Precisamos tomar duas medidas. A primeira é o distanciamento, álcool gel e máscara. A outra é produção de vacina. E parece que o governo federal entrou em campo essa semana — fechou iniciativa para participação do setor privado; se mexeu internacionalmente para que a produção de vacinas com a vinda dos IFAs (ingredientes farmacêuticos ativos, matéria prima das vacinas); fechou acordo para importação de vacinas.

Qual o melhor caminho para acabar com a fila dos leitos?

O leito é a compensação de uma falta de prevenção e de vacina. A CoronaVac, por exemplo, evita quase 100% das formas graves da Covid-19, e o problema principal não está em ser infectado por Covid-19, mas precisar de UTI. A vacina, então, pode mudar o jogo.

A pandemia do coronavírus está no país há 1 ano. O que o senhor aprendeu neste período?

Algumas coisas. Em primeiro lugar, que nosso país está extremamente dependente de tecnologias na área de saúde. Precisamos importar ventilador e alguns tipos de remédio. A segunda questão foi um aprendizado sobre a importância da saúde. Em geral, esta era uma pauta debatida somente em calendários eleitorais, a cada dois anos. Acredito que as pessoas vão se engajar mais neste tema. E, em terceiro lugar, a discussão sobre as doenças mentais. Nunca se falou tanto sobre depressão, ansiedade. Esses elementos estão presentes na nossa saúde desde sempre e são comorbidades.

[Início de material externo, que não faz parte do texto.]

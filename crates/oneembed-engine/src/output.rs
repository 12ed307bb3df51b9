//! Lookup results.

use half::f16;
use oneembed_core::{DataType, Key};

/// Rows returned by a lookup, in input order.
///
/// Duplicate ids produce repeated rows. Each row carries the version of its
/// record at lookup time so a later update can be checked against it.
#[derive(Debug, Clone, PartialEq)]
pub struct Embeddings {
    keys: Vec<Key>,
    versions: Vec<u64>,
    values: Vec<f32>,
    dim: usize,
}

impl Embeddings {
    pub(crate) fn new(keys: Vec<Key>, versions: Vec<u64>, values: Vec<f32>, dim: usize) -> Self {
        debug_assert_eq!(keys.len(), versions.len());
        debug_assert_eq!(keys.len() * dim, values.len());
        Self {
            keys,
            versions,
            values,
            dim,
        }
    }

    pub(crate) fn empty(dim: usize) -> Self {
        Self::new(Vec::new(), Vec::new(), Vec::new(), dim)
    }

    /// Number of rows.
    pub fn len(&self) -> usize {
        self.keys.len()
    }

    pub fn is_empty(&self) -> bool {
        self.keys.is_empty()
    }

    /// Width of each row.
    pub fn dim(&self) -> usize {
        self.dim
    }

    /// Key of every row.
    pub fn keys(&self) -> &[Key] {
        &self.keys
    }

    /// Record version of every row.
    pub fn versions(&self) -> &[u64] {
        &self.versions
    }

    /// Row `index`, or `None` if out of range.
    pub fn row(&self, index: usize) -> Option<&[f32]> {
        let start = index.checked_mul(self.dim)?;
        self.values.get(start..start + self.dim)
    }

    /// Iterates over rows in input order.
    pub fn rows(&self) -> impl Iterator<Item = &[f32]> {
        self.values.chunks_exact(self.dim.max(1))
    }

    /// The `[len, dim]` row-major buffer.
    pub fn values(&self) -> &[f32] {
        &self.values
    }

    /// Consumes the result and returns the row-major buffer.
    pub fn into_values(self) -> Vec<f32> {
        self.values
    }

    /// Converts the buffer to `dtype`.
    pub fn to_typed(&self, dtype: DataType) -> TypedEmbeddings {
        match dtype {
            DataType::Float32 => TypedEmbeddings::Float32(self.values.clone()),
            DataType::Float16 => {
                TypedEmbeddings::Float16(self.values.iter().map(|&v| f16::from_f32(v)).collect())
            }
        }
    }
}

/// A lookup buffer in the configured output element type.
#[derive(Debug, Clone, PartialEq)]
pub enum TypedEmbeddings {
    /// 32-bit values.
    Float32(Vec<f32>),
    /// 16-bit values.
    Float16(Vec<f16>),
}

impl TypedEmbeddings {
    /// Element type of the buffer.
    pub fn dtype(&self) -> DataType {
        match self {
            TypedEmbeddings::Float32(_) => DataType::Float32,
            TypedEmbeddings::Float16(_) => DataType::Float16,
        }
    }

    /// Number of scalar values.
    pub fn len(&self) -> usize {
        match self {
            TypedEmbeddings::Float32(values) => values.len(),
            TypedEmbeddings::Float16(values) => values.len(),
        }
    }

    pub fn is_empty(&self) -> bool {
        self.len() == 0
    }

    /// Widens the buffer back to `f32`.
    pub fn to_f32(&self) -> Vec<f32> {
        match self {
            TypedEmbeddings::Float32(values) => values.clone(),
            TypedEmbeddings::Float16(values) => values.iter().map(|v| v.to_f32()).collect(),
        }
    }
}
//! oneembed CLI Library
//!
//! Command-line tools around the tiered embedding engine:
//!
//! - **Validate**: parse an options blob and report the resulting capacities
//! - **Inspect**: print the metadata and rows of an existing fixed table
//! - **Bench**: drive synthetic lookup/update batches and report throughput
//!
//! # Example
//!
//! ```bash
//! # Check an options blob
//! oneembed validate options.json
//!
//! # Look at a table on disk
//! oneembed inspect /data/user_table --key 42
//!
//! # Run 200 batches of 4096 ids
//! oneembed bench --batches 200 --batch-size 4096
//! ```

pub mod commands;

use clap::{Parser, Subcommand};

pub use commands::{BenchCommand, InspectCommand, OptionOverrides, ValidateCommand};

/// oneembed - a tiered embedding table with online optimizer updates
#[derive(Parser, Debug)]
#[command(name = "oneembed")]
#[command(author, version, about, long_about = None)]
#[command(propagate_version = true)]
pub struct Cli {
    /// The subcommand to execute
    #[command(subcommand)]
    pub command: Commands,
}

/// Available CLI commands
#[derive(Subcommand, Debug)]
pub enum Commands {
    /// Validate an options blob and print the cache capacities it yields
    Validate(ValidateCommand),

    /// Print the metadata and selected rows of a fixed table
    Inspect(InspectCommand),

    /// Run synthetic lookup/update batches against a table
    Bench(BenchCommand),
}

/// Result type alias for CLI operations
pub type CliResult<T> = anyhow::Result<T>;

As instituições privadas têm tido mais protagonismo agora do que no passado?

Defendo a inserção do setor privado no público. O cidadão, ao procurar o SUS, quer ser atendido. Não está preocupado com quem fará isso. Cerca de 60% dos leitos em atendimento no SUS são privados.

Se o setor privado tivesse ido às compras para atender vacinas e ingredientes farmacêuticos ativos (IFAs), muito provavelmente teríamos a imunização mais acelerada. Isso não significa excluir a população que não tem dinheiro. As vacinas seriam vendidas ao SUS, que é o sistema responsável por administrá-las. Esta é uma realidade em vários países. Não é entreguismo ou terceirização.

A economista Monica de Bolle acha que podem sobrar vacinas nos países ricos e isso beneficiaria o Brasil. Acredita que isso vai acontecer?

Há vacinas lá fora e IFAs aqui. E existem fábricas no Brasil com capacidade de produção de 200 a 300 mil vacinas por dia. Mas o governo precisa decidir se quer comprar ou se deixará o setor privado comprar. Até agora, nada está definido. Não há diplomacia de vacina, não há um relacionamento.

Mas estou otimista. Precisamos acreditar na vacina e os resultados vão aparecer. E até setembro, outubro, devemos estar numa condição muito melhor. É muito tempo? É. Muita gente que vai morrer Sim. São 2 mil óbitos por dia. Precisamos reduzir este número.